This Phase II trial aims to evaluate a new psychological intervention to alleviate distress during haematopoietic stem cell transplantation (HSCT) together with examining feasibility.

HSCT is a complex procedure aimed at a range of haematological and autoimmune illnesses. Over 3,000 individuals undergo the procedure every year in the UK with substantial benefits. However, it is very costly, intensive, and has a range of debilitating side effects. Consequently, patients often experience considerable distress, which can impede recovery.

A 90-minute, group-based intervention has been developed to address this need based on psychological theory of adjustment to illness-related difficulties. It is delivered by the transplant team and involves provision of information to foster more helpful perceptions about HSCT and facilitating more helpful coping with its difficulties. To evaluate the effectiveness of the intervention in alleviating distress, 60 patients about to undergo HSCT at two sites (Sheffield & Nottingham) will be randomly allocated into two groups. Patients in the intervention group will receive the new intervention prior to transplantation together with treatment as usual (TAU) while patients in the control group will receive TAU alone. Participants and the researcher collecting the data will be blind to the allocation.

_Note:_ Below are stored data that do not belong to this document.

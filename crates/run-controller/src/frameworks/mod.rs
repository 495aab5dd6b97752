//! Backend frameworks: translate runnables into Kubernetes objects and drive
//! their lifecycle.
//!
//! [`Framework`] carries the object-level verbs (`build`, `create`, `apply`,
//! `get`, `delete`) used by monitors. [`RunnableFramework`] is the
//! object-safe, runnable-level surface (`run`, `stop`, `resume`, `destroy`)
//! used by the dispatcher. Every framework implements both.

pub mod builder;
pub mod collectors;
pub mod naming;

mod build;
mod cr;
mod cronjob;
mod deployment;
mod job;
mod serve;

pub use build::{BuildFramework, BuildObject};
pub use cr::{CustomResourceFramework, CustomResourceObject};
pub use cronjob::CronJobFramework;
pub use deployment::DeploymentFramework;
pub use job::JobFramework;
pub use serve::{ServeFramework, ServeObject};

use std::collections::{BTreeMap, HashMap};
use std::sync::Arc;

use async_trait::async_trait;
use kube::Resource;
use serde_json::Value;
use tracing::debug;

use crate::cluster::{Cluster, ResourceApi};
use crate::config::{CollectResults, ControllerConfig};
use crate::error::{is_status, Error, FrameworkError, Result};
use crate::lifecycle::RunState;
use crate::model::Runnable;
use builder::K8sBuilder;
use collectors::Collectors;
use naming::ResourceNaming;

/// Object-level verbs over one backend resource family.
#[async_trait]
pub trait Framework: Send + Sync + 'static {
    /// Native descriptor submitted to the backend.
    type Object: Clone + Send + Sync + 'static;

    const NAME: &'static str;

    /// Pure translation. No backend I/O.
    fn build(&self, runnable: &Runnable) -> Result<Self::Object>;

    /// Submit; an object that already exists counts as created.
    async fn create(&self, object: &Self::Object) -> Result<Self::Object>;

    /// Create or replace.
    async fn apply(&self, object: &Self::Object) -> Result<Self::Object>;

    /// Current backend state. Missing objects are `FrameworkError::NotFound`.
    async fn get(&self, object: &Self::Object) -> Result<Self::Object>;

    /// Remove. Missing objects are not an error.
    async fn delete(&self, object: &Self::Object) -> Result<()>;

    /// Map backend status into the runnable's state and results.
    fn observe(&self, object: &Self::Object, runnable: &mut Runnable);

    /// Label selector for the pods backing the object.
    fn selector(&self, object: &Self::Object) -> String;

    fn collectors(&self) -> &Collectors;
}

/// Runnable-level lifecycle verbs, object safe for registries.
#[async_trait]
pub trait RunnableFramework: Send + Sync {
    fn name(&self) -> &'static str;

    async fn run(&self, runnable: &Runnable) -> Result<Runnable>;

    async fn stop(&self, runnable: &Runnable) -> Result<Runnable>;

    async fn resume(&self, runnable: &Runnable) -> Result<Runnable>;

    /// Tear down every object of the runnable. Idempotent.
    async fn destroy(&self, runnable: &Runnable) -> Result<Runnable>;
}

/// Frameworks keyed by name, populated once at startup.
#[derive(Clone, Default)]
pub struct FrameworkRegistry {
    frameworks: HashMap<&'static str, Arc<dyn RunnableFramework>>,
}

impl FrameworkRegistry {
    pub fn new() -> Self {
        Self::default()
    }

    /// All built-in Kubernetes frameworks sharing one cluster handle.
    pub fn kubernetes(cluster: &Cluster, config: &Arc<ControllerConfig>) -> Self {
        let mut registry = Self::new();
        registry.register(Arc::new(JobFramework::new(cluster.clone(), config.clone())));
        registry.register(Arc::new(CronJobFramework::new(cluster.clone(), config.clone())));
        registry.register(Arc::new(DeploymentFramework::new(cluster.clone(), config.clone())));
        registry.register(Arc::new(ServeFramework::new(cluster.clone(), config.clone())));
        registry.register(Arc::new(CustomResourceFramework::new(
            cluster.clone(),
            config.clone(),
        )));
        registry.register(Arc::new(BuildFramework::new(cluster.clone(), config.clone())));
        registry
    }

    pub fn register(&mut self, framework: Arc<dyn RunnableFramework>) {
        self.frameworks.insert(framework.name(), framework);
    }

    pub fn get(&self, name: &str) -> Result<Arc<dyn RunnableFramework>> {
        self.frameworks
            .get(name)
            .cloned()
            .ok_or_else(|| Error::InvalidArgument(format!("unknown framework: {name}")))
    }

    pub fn names(&self) -> Vec<&'static str> {
        let mut names: Vec<_> = self.frameworks.keys().copied().collect();
        names.sort_unstable();
        names
    }
}

/// Shared state every Kubernetes framework holds.
#[derive(Clone)]
pub(crate) struct K8sContext {
    pub cluster: Cluster,
    pub builder: K8sBuilder,
    pub collectors: Collectors,
}

impl K8sContext {
    pub fn new(cluster: Cluster, config: Arc<ControllerConfig>) -> Self {
        Self {
            builder: K8sBuilder::new(config.clone()),
            collectors: Collectors::new(cluster.clone(), config),
            cluster,
        }
    }

    pub fn policy(&self) -> CollectResults {
        self.builder.config().frameworks.collect_results
    }

    /// Record a result unless collection is disabled.
    pub fn record(&self, runnable: &mut Runnable, key: &str, value: Value) {
        if self.policy() != CollectResults::Disable {
            runnable.results.insert(key.to_string(), value);
        }
    }

    /// Final bookkeeping after every object of a runnable is gone.
    pub fn finish_destroy(&self, runnable: &mut Runnable) {
        if self.policy() != CollectResults::Keep {
            runnable.results.clear();
        }
        runnable.state = RunState::Deleted;
        runnable.message = Some(format!("{} {} deleted", runnable.framework(), runnable.id));
    }

    /// Create the run secret when the runnable carries credentials.
    pub async fn ensure_run_secret(&self, runnable: &Runnable) -> Result<Option<String>> {
        let Some(secret) = self.builder.run_secret(runnable)? else {
            return Ok(None);
        };
        let applied = create_or_replace(self.cluster.secrets.as_ref(), &secret, "Secret").await?;
        Ok(Some(name_of(&applied)))
    }

    /// Create the init config map when the runnable ships source contexts.
    pub async fn ensure_init_config_map(&self, runnable: &Runnable) -> Result<()> {
        if !runnable.container.has_context() {
            return Ok(());
        }
        let config_map = self.builder.init_config_map(runnable, BTreeMap::new())?;
        create_or_replace(self.cluster.config_maps.as_ref(), &config_map, "ConfigMap").await?;
        Ok(())
    }

    /// Remove the run secret and the init config map, if present.
    pub async fn remove_companions(&self, runnable_id: &str) -> Result<()> {
        delete_named(
            self.cluster.secrets.as_ref(),
            &ResourceNaming::run_secret_name(runnable_id),
            "Secret",
        )
        .await?;
        delete_named(
            self.cluster.config_maps.as_ref(),
            &ResourceNaming::init_config_map_name(runnable_id),
            "ConfigMap",
        )
        .await
    }
}

pub(crate) fn name_of<K: Resource>(object: &K) -> String {
    object.meta().name.clone().unwrap_or_default()
}

/// Reject a runnable whose workload belongs to another framework.
pub(crate) fn wrong_workload(framework: &str, runnable: &Runnable) -> Error {
    Error::InvalidArgument(format!(
        "{framework} cannot run {} workloads (run {})",
        runnable.framework(),
        runnable.id
    ))
}

/// Create, returning the existing object on conflict.
pub(crate) async fn create_or_get<K>(api: &dyn ResourceApi<K>, object: &K, kind: &str) -> Result<K>
where
    K: Resource + Clone + Send + Sync,
{
    let name = name_of(object);
    match api.create(object).await {
        Ok(created) => Ok(created),
        Err(e) if is_status(&e, 409) => {
            debug!(kind, name = %name, "already exists, reusing");
            api.get(&name)
                .await
                .map_err(|e| FrameworkError::from_kube(&e, kind, &name).into())
        }
        Err(e) => Err(FrameworkError::from_kube(&e, kind, &name).into()),
    }
}

/// Create, replacing the existing object on conflict.
pub(crate) async fn create_or_replace<K>(
    api: &dyn ResourceApi<K>,
    object: &K,
    kind: &str,
) -> Result<K>
where
    K: Resource + Clone + Send + Sync,
{
    let name = name_of(object);
    match api.create(object).await {
        Ok(created) => Ok(created),
        Err(e) if is_status(&e, 409) => {
            let existing = api
                .get(&name)
                .await
                .map_err(|e| FrameworkError::from_kube(&e, kind, &name))?;
            let mut updated = object.clone();
            updated.meta_mut().resource_version = existing.meta().resource_version.clone();
            debug!(kind, name = %name, "already exists, replacing");
            api.replace(&name, &updated)
                .await
                .map_err(|e| FrameworkError::from_kube(&e, kind, &name).into())
        }
        Err(e) => Err(FrameworkError::from_kube(&e, kind, &name).into()),
    }
}

pub(crate) async fn get_named<K>(api: &dyn ResourceApi<K>, name: &str, kind: &str) -> Result<K>
where
    K: Send + Sync,
{
    api.get(name)
        .await
        .map_err(|e| FrameworkError::from_kube(&e, kind, name).into())
}

/// Delete, treating a missing object as already deleted.
pub(crate) async fn delete_named<K>(api: &dyn ResourceApi<K>, name: &str, kind: &str) -> Result<()>
where
    K: Send + Sync,
{
    match api.delete(name).await {
        Ok(()) => Ok(()),
        Err(e) if is_status(&e, 404) => {
            debug!(kind, name, "already deleted");
            Ok(())
        }
        Err(e) => Err(FrameworkError::from_kube(&e, kind, name).into()),
    }
}

/// True when `conditions` holds one of `types` with status `True`; returns its message.
pub(crate) fn true_condition<'a, I>(conditions: I, types: &[&str]) -> Option<String>
where
    I: IntoIterator<Item = (&'a str, &'a str, Option<&'a str>, Option<&'a str>)>,
{
    conditions
        .into_iter()
        .find(|(kind, status, _, _)| types.contains(kind) && *status == "True")
        .map(|(kind, _, reason, message)| {
            message
                .or(reason)
                .map_or_else(|| kind.to_string(), ToString::to_string)
        })
}

#[cfg(test)]
pub(crate) mod tests {
    use super::*;
    use crate::cluster::memory::InMemoryCluster;
    use crate::frameworks::builder::tests::config;

    pub(crate) fn context() -> (InMemoryCluster, Arc<ControllerConfig>) {
        (InMemoryCluster::new(), config())
    }

    #[test]
    fn registry_knows_every_kubernetes_framework() {
        let (memory, config) = context();
        let registry = FrameworkRegistry::kubernetes(&memory.cluster("runs"), &config);
        assert_eq!(
            registry.names(),
            vec!["k8sbuild", "k8scr", "k8scronjob", "k8sdeployment", "k8sjob", "k8sserve"]
        );
        assert!(registry.get("k8sjob").is_ok());
        assert!(matches!(registry.get("nomad"), Err(Error::InvalidArgument(_))));
    }

    #[test]
    fn condition_message_prefers_message_then_reason() {
        let conditions = vec![
            ("Complete", "False", None, None),
            ("Failed", "True", Some("BackoffLimitExceeded"), Some("too many retries")),
        ];
        assert_eq!(
            true_condition(conditions.clone(), &["Failed"]).as_deref(),
            Some("too many retries")
        );
        assert_eq!(true_condition(conditions, &["Complete"]), None);
        assert_eq!(
            true_condition(vec![("Failed", "True", Some("Deadline"), None)], &["Failed"]).as_deref(),
            Some("Deadline")
        );
    }
}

Demographic and relevant clinical information will be recorded at the end of participation to ensure effectiveness of randomisation. For both groups, resilience, distress, coping, and procedure-related perceptions will be measured at four time points: (i) prior to the intervention/transplantation, (ii) day of transplant, (iii) two weeks following the transplant, and (iv) four weeks following the transplant. It is hypothesised that patients in the intervention group will experience higher resilience and lower distress compared to controls and that this difference will be mediated by procedure-related perceptions and coping. A subgroup of participants of those randomised to the group intervention will be invited to participate in a feedback interview at the end.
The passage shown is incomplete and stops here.